__What you should do__. A word-for-word repetition of all the entries is needed.

__Data supplied__.
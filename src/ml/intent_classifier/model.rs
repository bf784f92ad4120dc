//! Persistable classifier model and its configuration.

use serde::{Deserialize, Serialize};

use crate::error::{Result, SolaceError, TrainingFailure};
use crate::ml::intent_classifier::classifier::Classifier;
use crate::ml::intent_classifier::logistic::{LogisticParams, LogisticRegressionModel};
use crate::ml::intent_classifier::naive_bayes::NaiveBayesModel;
use crate::ml::intent_classifier::types::IntentDistribution;
use crate::ml::intent_classifier::vectorizer::FeatureVector;

/// Which estimator to train.
#[derive(Debug, Clone, Copy, PartialEq, Eq, Default, Serialize, Deserialize)]
#[serde(rename_all = "snake_case")]
pub enum ClassifierKind {
    NaiveBayes,
    #[default]
    LogisticRegression,
}

impl std::fmt::Display for ClassifierKind {
    fn fmt(&self, f: &mut std::fmt::Formatter<'_>) -> std::fmt::Result {
        match self {
            ClassifierKind::NaiveBayes => write!(f, "naive_bayes"),
            ClassifierKind::LogisticRegression => write!(f, "logistic_regression"),
        }
    }
}

/// Classifier training settings.
#[derive(Debug, Clone, PartialEq, Serialize, Deserialize)]
#[serde(default)]
pub struct ClassifierConfig {
    pub kind: ClassifierKind,
    /// Additive smoothing for Naive Bayes.
    pub smoothing: f64,
    /// Gradient descent step for logistic regression.
    pub learning_rate: f64,
    /// Gradient descent iterations for logistic regression.
    pub iterations: usize,
    /// L2 regularization for logistic regression.
    pub l2_penalty: f64,
}

impl Default for ClassifierConfig {
    fn default() -> Self {
        let params = LogisticParams::default();
        ClassifierConfig {
            kind: ClassifierKind::LogisticRegression,
            smoothing: 0.25,
            learning_rate: params.learning_rate,
            iterations: params.iterations,
            l2_penalty: params.l2_penalty,
        }
    }
}

impl ClassifierConfig {
    pub fn validate(&self) -> Result<()> {
        if !self.smoothing.is_finite() || self.smoothing <= 0.0 {
            return Err(SolaceError::config(format!(
                "classifier.smoothing must be > 0, got {}",
                self.smoothing
            )));
        }
        if !self.learning_rate.is_finite() || self.learning_rate <= 0.0 {
            return Err(SolaceError::config(format!(
                "classifier.learning_rate must be > 0, got {}",
                self.learning_rate
            )));
        }
        if !self.l2_penalty.is_finite() || self.l2_penalty < 0.0 {
            return Err(SolaceError::config(format!(
                "classifier.l2_penalty must be >= 0, got {}",
                self.l2_penalty
            )));
        }
        Ok(())
    }

    pub fn logistic_params(&self) -> LogisticParams {
        LogisticParams {
            learning_rate: self.learning_rate,
            iterations: self.iterations,
            l2_penalty: self.l2_penalty,
        }
    }
}

/// A trained classifier in persistable form.
#[derive(Debug, Clone, PartialEq, Serialize, Deserialize)]
pub enum ClassifierModel {
    NaiveBayes(NaiveBayesModel),
    LogisticRegression(LogisticRegressionModel),
    /// The degraded model: knows no intents and predicts an empty distribution.
    Untrained,
}

impl ClassifierModel {
    /// Train the estimator selected by `config`.
    pub fn train(
        config: &ClassifierConfig,
        features: &[FeatureVector],
        labels: &[String],
    ) -> std::result::Result<Self, TrainingFailure> {
        match config.kind {
            ClassifierKind::NaiveBayes => Ok(ClassifierModel::NaiveBayes(NaiveBayesModel::train(
                features,
                labels,
                config.smoothing,
            )?)),
            ClassifierKind::LogisticRegression => Ok(ClassifierModel::LogisticRegression(
                LogisticRegressionModel::train(features, labels, &config.logistic_params())?,
            )),
        }
    }

    pub fn is_trained(&self) -> bool {
        !matches!(self, ClassifierModel::Untrained)
    }
}

impl Classifier for ClassifierModel {
    fn predict(&self, features: &FeatureVector) -> Result<IntentDistribution> {
        match self {
            ClassifierModel::NaiveBayes(model) => model.predict(features),
            ClassifierModel::LogisticRegression(model) => model.predict(features),
            ClassifierModel::Untrained => Ok(IntentDistribution::empty()),
        }
    }

    fn intents(&self) -> &[String] {
        match self {
            ClassifierModel::NaiveBayes(model) => model.intents(),
            ClassifierModel::LogisticRegression(model) => model.intents(),
            ClassifierModel::Untrained => &[],
        }
    }

    fn name(&self) -> &'static str {
        match self {
            ClassifierModel::NaiveBayes(model) => model.name(),
            ClassifierModel::LogisticRegression(model) => model.name(),
            ClassifierModel::Untrained => "untrained",
        }
    }
}

#[cfg(test)]
mod tests {
    use super::*;

    #[test]
    fn test_untrained_predicts_nothing() {
        let model = ClassifierModel::Untrained;

        assert!(model.predict(&FeatureVector::zeros(4)).unwrap().is_empty());
        assert!(model.intents().is_empty());
        assert!(!model.is_trained());
    }

    #[test]
    fn test_train_dispatches_on_kind() {
        let features = vec![
            FeatureVector::from_counts(vec![1.0, 0.0]),
            FeatureVector::from_counts(vec![0.0, 1.0]),
        ];
        let labels = vec!["a".to_string(), "b".to_string()];

        let config = ClassifierConfig {
            kind: ClassifierKind::NaiveBayes,
            ..ClassifierConfig::default()
        };
        let nb = ClassifierModel::train(&config, &features, &labels).unwrap();
        assert_eq!(nb.name(), "naive_bayes");

        let lr = ClassifierModel::train(&ClassifierConfig::default(), &features, &labels).unwrap();
        assert_eq!(lr.name(), "logistic_regression");
        assert_eq!(lr.intents(), ["a".to_string(), "b".to_string()]);
    }

    #[test]
    fn test_config_validation() {
        assert!(ClassifierConfig::default().validate().is_ok());

        let config = ClassifierConfig {
            smoothing: -1.0,
            ..ClassifierConfig::default()
        };
        assert!(config.validate().is_err());

        let config: ClassifierConfig =
            serde_json::from_str(r#"{"kind": "naive_bayes", "iterations": 50}"#).unwrap();
        assert_eq!(config.kind, ClassifierKind::NaiveBayes);
        assert_eq!(config.iterations, 50);
        assert_eq!(config.smoothing, 0.25);
    }

    #[test]
    fn test_model_bincode_round_trip_is_exact() {
        let features = vec![
            FeatureVector::from_counts(vec![1.0, 2.0, 0.0]),
            FeatureVector::from_counts(vec![0.0, 1.0, 3.0]),
        ];
        let labels = vec!["a".to_string(), "b".to_string()];
        let model =
            ClassifierModel::train(&ClassifierConfig::default(), &features, &labels).unwrap();

        let bytes = bincode::serialize(&model).unwrap();
        let decoded: ClassifierModel = bincode::deserialize(&bytes).unwrap();

        let query = FeatureVector::from_counts(vec![1.0, 1.0, 1.0]);
        assert_eq!(decoded, model);
        assert_eq!(decoded.predict(&query).unwrap(), model.predict(&query).unwrap());
    }
}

__Task solution__.
filename src/ml/intent_classifier/model.rs
repository bf784f92ad4120dc
//! Persistable classifier model and its configuration.

use serde::{Deserialize, Serialize};

use crate::error::{Result, SolaceError, TrainingFailure};
use crate::ml::intent_classifier::classifier::Classifier;
use crate::ml::intent_classifier::logistic::{LogisticParams, LogisticRegressionModel};
use crate::ml::intent_classifier::naive_bayes::NaiveBayesModel;
use crate::ml::intent_classifier::types::IntentDistribution;
use crate::ml::intent_classifier::vectorizer::FeatureVector;

/// Which estimator to train.
#[derive(Debug, Clone, Copy, PartialEq, Eq, Default, Serialize, Deserialize)]
#[serde(rename_all = "snake_case")]
pub enum ClassifierKind {
    NaiveBayes,
    #[default]
    LogisticRegression,
}

impl std::fmt::Display for ClassifierKind {
    fn fmt(&self, f: &mut std::fmt::Formatter<'_>) -> std::fmt::Result {
        match self {
            ClassifierKind::NaiveBayes => write!(f, "naive_bayes"),
            ClassifierKind::LogisticRegression => write!(f, "logistic_regression"),
        }
    }
}

/// Classifier training settings.
#[derive(Debug, Clone, PartialEq, Serialize, Deserialize)]
#[serde(default)]
pub struct ClassifierConfig {
    pub kind: ClassifierKind,
    /// Additive smoothing for Naive Bayes.
    pub smoothing: f64,
    /// Gradient descent step for logistic regression.
    pub learning_rate: f64,
    /// Gradient descent iterations for logistic regression.
    pub iterations: usize,
    /// L2 regularization for logistic regression.
    pub l2_penalty: f64,
}

impl Default for ClassifierConfig {
    fn default() -> Self {
        let params = LogisticParams::default();
        ClassifierConfig {
            kind: ClassifierKind::LogisticRegression,
            smoothing: 0.25,
            learning_rate: params.learning_rate,
            iterations: params.iterations,
            l2_penalty: params.l2_penalty,
        }
    }
}

impl ClassifierConfig {
    pub fn validate(&self) -> Result<()> {
        if !self.smoothing.is_finite() || self.smoothing <= 0.0 {
            return Err(SolaceError::config(format!(
                "classifier.smoothing must be > 0, got {}",
                self.smoothing
            )));
        }
        if !self.learning_rate.is_finite() || self.learning_rate <= 0.0 {
            return Err(SolaceError::config(format!(
                "classifier.learning_rate must be > 0, got {}",
                self.learning_rate
            )));
        }
        if !self.l2_penalty.is_finite() || self.l2_penalty < 0.0 {
            return Err(SolaceError::config(format!(
                "classifier.l2_penalty must be >= 0, got {}",
                self.l2_penalty
            )));
        }
        Ok(())
    }

    pub fn logistic_params(&self) -> LogisticParams {
        LogisticParams {
            learning_rate: self.learning_rate,
            iterations: self.iterations,
            l2_penalty: self.l2_penalty,
        }
    }
}

/// A trained classifier in persistable form.
#[derive(Debug, Clone, PartialEq, Serialize, Deserialize)]
pub enum ClassifierModel {
    NaiveBayes(NaiveBayesModel),
    LogisticRegression(LogisticRegressionModel),
    /// The degraded model: knows no intents and predicts an empty distribution.
    Untrained,
}

impl ClassifierModel {
    /// Train the estimator selected by `config`.
    pub fn train(
        config: &ClassifierConfig,
        features: &[FeatureVector],
        labels: &[String],
    ) -> std::result::Result<Self, TrainingFailure> {
        match config.kind {
            ClassifierKind::NaiveBayes => Ok(ClassifierModel::NaiveBayes(NaiveBayesModel::train(
                features,
                labels,
                config.smoothing,
            )?)),
            ClassifierKind::LogisticRegression => Ok(ClassifierModel::LogisticRegression(
                LogisticRegressionModel::train(features, labels, &config.logistic_params())?,
            )),
        }
    }

    pub fn is_trained(&self) -> bool {
        !matches!(self, ClassifierModel::Untrained)
    }
}

impl Classifier for ClassifierModel {
    fn predict(&self, features: &FeatureVector) -> Result<IntentDistribution> {
        match self {
            ClassifierModel::NaiveBayes(model) => model.predict(features),
            ClassifierModel::LogisticRegression(model) => model.predict(features),
            ClassifierModel::Untrained => Ok(IntentDistribution::empty()),
        }
    }

    fn intents(&self) -> &[String] {
        match self {
            ClassifierModel::NaiveBayes(model) => model.intents(),
            ClassifierModel::LogisticRegression(model) => model.intents(),
            ClassifierModel::Untrained => &[],
        }
    }

    fn name(&self) -> &'static str {
        match self {
            ClassifierModel::NaiveBayes(model) => model.name(),
            ClassifierModel::LogisticRegression(model) => model.name(),
            ClassifierModel::Untrained => "untrained",
        }
    }
}

#[cfg(test)]
mod tests {
    use super::*;

    #[test]
    fn test_untrained_predicts_nothing() {
        let model = ClassifierModel::Untrained;

        assert!(model.predict(&FeatureVector::zeros(4)).unwrap().is_empty());
        assert!(model.intents().is_empty());
        assert!(!model.is_trained());
    }

    #[test]
    fn test_train_dispatches_on_kind() {
        let features = vec![
            FeatureVector::from_counts(vec![1.0, 0.0]),
            FeatureVector::from_counts(vec![0.0, 1.0]),
        ];
        let labels = vec!["a".to_string(), "b".to_string()];

        let config = ClassifierConfig {
            kind: ClassifierKind::NaiveBayes,
            ..ClassifierConfig::default()
        };
        let nb = ClassifierModel::train(&config, &features, &labels).unwrap();
        assert_eq!(nb.name(), "naive_bayes");

        let lr = ClassifierModel::train(&ClassifierConfig::default(), &features, &labels).unwrap();
        assert_eq!(lr.name(), "logistic_regression");
        assert_eq!(lr.intents(), ["a".to_string(), "b".to_string()]);
    }

    #[test]
    fn test_config_validation() {
        assert!(ClassifierConfig::default().validate().is_ok());

        let config = ClassifierConfig {
            smoothing: -1.0,
            ..ClassifierConfig::default()
        };
        assert!(config.validate().is_err());

        let config: ClassifierConfig =
            serde_json::from_str(r#"{"kind": "naive_bayes", "iterations": 50}"#).unwrap();
        assert_eq!(config.kind, ClassifierKind::NaiveBayes);
        assert_eq!(config.iterations, 50);
        assert_eq!(config.smoothing, 0.25);
    }

    #[test]
    fn test_model_bincode_round_trip_is_exact() {
        let features = vec![
            FeatureVector::from_counts(vec![1.0, 2.0, 0.0]),
            FeatureVector::from_counts(vec![0.0, 1.0, 3.0]),
        ];
        let labels = vec!["a".to_string(), "b".to_string()];
        let model =
            ClassifierModel::train(&ClassifierConfig::default(), &features, &labels).unwrap();

        let bytes = bincode::serialize(&model).unwrap();
        let decoded: ClassifierModel = bincode::deserialize(&bytes).unwrap();

        let query = FeatureVector::from_counts(vec![1.0, 1.0, 1.0]);
        assert_eq!(decoded, model);
        assert_eq!(decoded.predict(&query).unwrap(), model.predict(&query).unwrap());
    }
}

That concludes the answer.